Édouard avait accompagné le Comte dans sa chambre, et comme ni l'un ni l'autre n'avaient envie de dormir, ils se laissèrent aller à une conversation intime, dans laquelle ils se rappelèrent mutuellement diverses aventures de leur première jeunesse. La beauté de Charlotte occupa de droit la place d'honneur dans ces souvenirs, le Comte en parla en connaisseur enthousiaste.

– Oui, dit-il après avoir posé méthodiquement toutes les conditions de la beauté, ta belle maîtresse les réunissait toutes. Une seule est restée intacte, celle-là brave toujours le temps, je veux parler du pied. J'ai remarqué aujourd'hui celui de Charlotte lorsqu'elle marchait devant moi, et je l'ai retrouvé aussi parfait qu'il y a dix ans. Convenons-en, cet usage, des Sarmates qui, pour honorer leurs belles, leur prenaient un soulier dans lequel ils buvaient à leur santé, est barbare sans doute, mais le sentiment sur lequel il est fondé est juste; car c'est un culte d'admiration rendu à un beau pied.

Entre deux amis intimes qui parlent d'une femme aimée, la conversation ne se borne pas longtemps à faire l'éloge de son pied. Les charmes de Charlotte, à l'époque ou Édouard n'était encore que son amant, furent vantés et décrits avec exaltation, puis on parla des difficultés que le Baron était obligé de surmonter pour obtenir un instant d'entretien avec sa bien-aimée.

– Te souvient-il encore, dit le Comte, de l'aventure où je te secondai d'une manière bien désintéressée, ma foi? Nous venions d'arriver dans le vieux château où notre souverain s'était rendu avec toute la cour pour y recevoir la visite de son oncle. La journée s'était passée en cérémonies et en représentations ennuyeuses. Il ne t'avait pas été possible de t'entretenir avec Charlotte; une heure de douce causerie pendant la nuit devait vous dédommager de cette privation.

– Oui, oui, répondit Édouard, et tu connaissais si bien les sombres détours par lesquels on arrivait aux appartements des filles d'honneur, que je te choisis pour guide. Tu ne te fis pas prier, et nous arrivâmes sans accident chez ma belle …

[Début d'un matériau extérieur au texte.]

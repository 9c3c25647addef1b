//! Request types for the web layer.

use serde::Deserialize;

/// Query string of the webhook verification handshake.
#[derive(Debug, Default, Deserialize)]
pub struct VerifyParams {
    #[serde(rename = "hub.mode")]
    pub mode: Option<String>,

    #[serde(rename = "hub.verify_token")]
    pub verify_token: Option<String>,

    /// Echoed back when verification succeeds
    #[serde(rename = "hub.challenge")]
    pub challenge: Option<String>,
}

impl VerifyParams {
    /// The challenge to echo, if this is a subscribe request carrying `expected_token`.
    ///
    /// An empty `expected_token` means none is configured, and nothing verifies.
    pub fn accepted_challenge(&self, expected_token: &str) -> Option<&str> {
        if expected_token.is_empty() {
            return None;
        }

        let subscribing = self.mode.as_deref() == Some("subscribe");
        let token_matches = self.verify_token.as_deref() == Some(expected_token);

        if subscribing && token_matches {
            Some(self.challenge.as_deref().unwrap_or_default())
        } else {
            None
        }
    }
}

#[cfg(test)]
mod tests {
    use super::*;

    fn params(mode: &str, token: &str, challenge: &str) -> VerifyParams {
        VerifyParams {
            mode: Some(mode.to_string()),
            verify_token: Some(token.to_string()),
            challenge: Some(challenge.to_string()),
        }
    }

    #[test]
    fn accepts_matching_subscribe() {
        assert_eq!(
            params("subscribe", "secret", "1158201444").accepted_challenge("secret"),
            Some("1158201444")
        );
    }

    #[test]
    fn rejects_wrong_token_or_mode() {
        assert_eq!(params("subscribe", "guess", "1").accepted_challenge("secret"), None);
        assert_eq!(params("unsubscribe", "secret", "1").accepted_challenge("secret"), None);
        assert_eq!(VerifyParams::default().accepted_challenge("secret"), None);
    }

    #[test]
    fn unconfigured_token_never_verifies() {
        let config = crate::config::AppConfig::from_lookup(|_| None).unwrap();

        assert_eq!(params("subscribe", "", "1158201444").accepted_challenge(&config.verify_token), None);
        assert_eq!(
            VerifyParams {
                mode: Some("subscribe".to_string()),
                verify_token: None,
                challenge: Some("1".to_string()),
            }
            .accepted_challenge(""),
            None
        );
    }

    #[test]
    fn deserializes_dotted_names() {
        let params: VerifyParams = serde_json::from_str(
            r#"{"hub.mode": "subscribe", "hub.verify_token": "t", "hub.challenge": "c"}"#,
        )
        .unwrap();

        assert_eq!(params.mode.as_deref(), Some("subscribe"));
        assert_eq!(params.verify_token.as_deref(), Some("t"));
        assert_eq!(params.challenge.as_deref(), Some("c"));
    }
}
//! Timetable sources.

use std::path::{Path, PathBuf};

use tracing::debug;

use crate::domain::Route;

use super::convert::convert_timetable;
use super::error::LoadError;
use super::types::TimetableFile;

/// Source of route definitions.
///
/// `load` is called once per query and must return the routes in source
/// order. Implementations do no writes, so concurrent calls need no
/// coordination.
pub trait TimetableStore {
    fn load(&self) -> Result<Vec<Route>, LoadError>;
}

/// Reads a JSON timetable file from disk on every `load`.
///
/// There is no caching: edits to the file are visible to the next query.
#[derive(Debug, Clone)]
pub struct JsonFileStore {
    path: PathBuf,
}

impl JsonFileStore {
    pub fn new(path: impl Into<PathBuf>) -> Self {
        Self { path: path.into() }
    }

    pub fn path(&self) -> &Path {
        &self.path
    }
}

impl TimetableStore for JsonFileStore {
    fn load(&self) -> Result<Vec<Route>, LoadError> {
        let json = std::fs::read_to_string(&self.path).map_err(|source| LoadError::Read {
            path: self.path.clone(),
            source,
        })?;

        let routes = parse_timetable(&json)?;
        debug!(path = %self.path.display(), routes = routes.len(), "loaded timetable");
        Ok(routes)
    }
}

/// Parse and validate a timetable document.
pub fn parse_timetable(json: &str) -> Result<Vec<Route>, LoadError> {
    let file: TimetableFile = serde_json::from_str(json)?;
    convert_timetable(file)
}

#[cfg(test)]
mod tests {
    use super::*;
    use std::io::Write;

    const TIMETABLE: &str = r#"{
        "routes": [
            {
                "name": "Mangalore",
                "keywords": ["mangalore", "farengipete"],
                "service_type": "Fixed",
                "schedule": ["08:00", "12:30", "16:30 (Sometimes)", "19:00"]
            },
            {
                "name": "BC Road",
                "keywords": ["bc road", "bcroad"],
                "service_type": "Variable",
                "peak_schedule": {"morning": ["07:30"], "evening": ["17:15"]}
            }
        ]
    }"#;

    #[test]
    fn loads_routes_in_file_order() {
        let mut file = tempfile::NamedTempFile::new().unwrap();
        file.write_all(TIMETABLE.as_bytes()).unwrap();

        let store = JsonFileStore::new(file.path());
        let routes = store.load().unwrap();

        assert_eq!(routes.len(), 2);
        assert_eq!(routes[0].name, "Mangalore");
        assert_eq!(routes[1].name, "BC Road");
    }

    #[test]
    fn reads_fresh_on_every_load() {
        let dir = tempfile::tempdir().unwrap();
        let path = dir.path().join("timetable.json");
        std::fs::write(&path, TIMETABLE).unwrap();

        let store = JsonFileStore::new(&path);
        assert_eq!(store.load().unwrap().len(), 2);

        std::fs::write(&path, r#"{"routes": []}"#).unwrap();
        assert!(store.load().unwrap().is_empty());
    }

    #[test]
    fn missing_file_is_read_error() {
        let dir = tempfile::tempdir().unwrap();
        let store = JsonFileStore::new(dir.path().join("nope.json"));

        assert!(matches!(store.load(), Err(LoadError::Read { .. })));
    }

    #[test]
    fn malformed_json_is_json_error() {
        assert!(matches!(
            parse_timetable("{\"routes\": [}"),
            Err(LoadError::Json(_))
        ));
        // Structurally wrong: routes must be a list
        assert!(matches!(
            parse_timetable(r#"{"routes": {}}"#),
            Err(LoadError::Json(_))
        ));
    }

    #[test]
    fn ships_a_valid_sample_timetable() {
        let store = JsonFileStore::new(concat!(env!("CARGO_MANIFEST_DIR"), "/timetable.json"));
        let routes = store.load().unwrap();
        assert!(!routes.is_empty());
    }
}
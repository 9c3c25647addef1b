//! Schedule query engine.
//!
//! Answers "when is the next bus to X after time T?" from the timetable:
//!
//! 1. load the routes (fresh for every query)
//! 2. match the search term against route keywords
//! 3. merge the route's schedule into one list, or one per stand
//! 4. filter departures at or after the target time and classify
//!
//! Every outcome is returned as a [`ScheduleResult`]; nothing here panics
//! or returns an error to the caller. The engine holds no state, so it can
//! run concurrently for any number of messages.

mod classify;
mod matcher;
mod merge;
mod result;

pub use classify::{Classification, classify};
pub use matcher::match_route;
pub use merge::{MergedSchedule, merge};
pub use result::{Found, FoundBuses, NotFound, RouteInfo, ScheduleQuery, ScheduleResult, TooLate};

use tracing::{debug, error};

use crate::domain::{DepartureTime, Route};
use crate::timetable::TimetableStore;

/// Message placed in `error` results; the underlying cause is logged.
const UNAVAILABLE: &str = "schedule unavailable";

/// Run a query against a freshly loaded timetable.
///
/// A load failure becomes [`ScheduleResult::Error`].
pub fn lookup<S>(store: &S, query: &ScheduleQuery) -> ScheduleResult
where
    S: TimetableStore + ?Sized,
{
    match store.load() {
        Ok(routes) => lookup_in(&routes, query),
        Err(e) => {
            error!(error = %e, "failed to load timetable");
            ScheduleResult::Error {
                message: UNAVAILABLE.to_string(),
            }
        }
    }
}

/// Run a query against already loaded routes.
pub fn lookup_in(routes: &[Route], query: &ScheduleQuery) -> ScheduleResult {
    let not_understood = || ScheduleResult::NotUnderstood {
        search_term: query.search_term.clone(),
        target_time: query.target_time.clone(),
    };

    let Some(search_term) = query
        .search_term
        .as_deref()
        .map(str::trim)
        .filter(|t| !t.is_empty())
    else {
        return not_understood();
    };

    let Some(target_time) = query
        .target_time
        .as_deref()
        .and_then(|t| DepartureTime::parse_hhmm(t.trim()).ok())
    else {
        return not_understood();
    };

    let Some(route) = match_route(routes, search_term) else {
        debug!(search_term, "no route for search term");
        return ScheduleResult::NoRoute {
            search_term: search_term.to_string(),
            target_time,
            known_routes: routes.iter().map(|r| r.name.clone()).collect(),
        };
    };

    let search_term = search_term.to_string();
    let info = RouteInfo::from(route);

    let result = match classify(&merge(route), target_time) {
        Classification::Found(buses) => ScheduleResult::Found(Found {
            search_term,
            target_time,
            route: info,
            buses: FoundBuses::Single { buses },
        }),
        Classification::FoundAtStands { college, main } => ScheduleResult::Found(Found {
            search_term,
            target_time,
            route: info,
            buses: FoundBuses::DualStand {
                college_buses: college,
                main_stand_buses: main,
            },
        }),
        Classification::TooLate { last_bus_time } => ScheduleResult::TooLate(TooLate {
            search_term,
            target_time,
            last_bus_time,
            route: info,
        }),
        Classification::NotFound => ScheduleResult::NotFound(NotFound {
            search_term,
            target_time,
            off_peak_message: route.off_peak_message.clone(),
            route: info,
        }),
    };

    debug!(route = %route.name, status = result.status(), "classified query");
    result
}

– Qui, songeant beaucoup plus aux convenances qu'à mon plaisir, avait garde près d'elle la plus laide des ses amies. Certes, ma position était fort triste tandis que vous étiez si heureux, vous autres.

– Notre retour aurait pu me faire expier ce bonheur. Nous nous trompâmes de route, et quelle ne fut pas notre surprise, lorsqu'en ouvrant une porte, la seule de la galerie où nous nous étions égarés, nous vîmes le plancher d'une grande chambre garni de matelas, sur lesquels ronflaient les gardes du palais, dont les tailles gigantesques nous avaient plus d'une fois étonnés. Un seul ne dormait pas, et il nous regarda avec une muette surprise, tandis que, n'écoutant que l'audace de la jeunesse, nous passâmes, sans façon, sur les bottes de ces enfants d'Énac1, dont aucun ne se réveilla.

– Je t'avoue, continua le Comte en riant, que je fus plus d'une fois tenté de butter et de me laisser tomber sur les dormeurs. Si tous ces géants s'étaient levés tout à coup pêle-mêle, quelle délicieuse résurrection cela aurait fait!

En ce moment la cloche du château sonna minuit.

– Voici l'heure des tendres aventures, reprit gaiement le Comte. Voyons, cher Baron, feras-tu aujourd'hui pour moi ce qu'autrefois j'ai fait pour toi, me conduiras-tu chez la Baronne? Nous avons été depuis bien longtemps privés du plaisir de nous rencontrer chez de vrais amis, et nous avons besoin de quelques heures d'entretien intime. Montre-moi seulement le chemin pour y aller; quant au retour, je me tirerai d'affaire tout seul … En tout cas, je ne serai pas exposé chez toi à enjamber quelques douzaines de paires de bottes emmanchées dans les jambes de gigantesques gardes du palais.

– Je te rendrais volontiers ce petit service, répondit Édouard, mais les dames habitent seules l'aile gauche du château. Peut-être sont-elles encore ensemble; et Dieu sait à quelles suppositions bizarres notre excursion pourrait donner lieu.

– Oh! ne crains rien, la Baronne est avertie, je suis sûr de la trouver seule dans sa chambre.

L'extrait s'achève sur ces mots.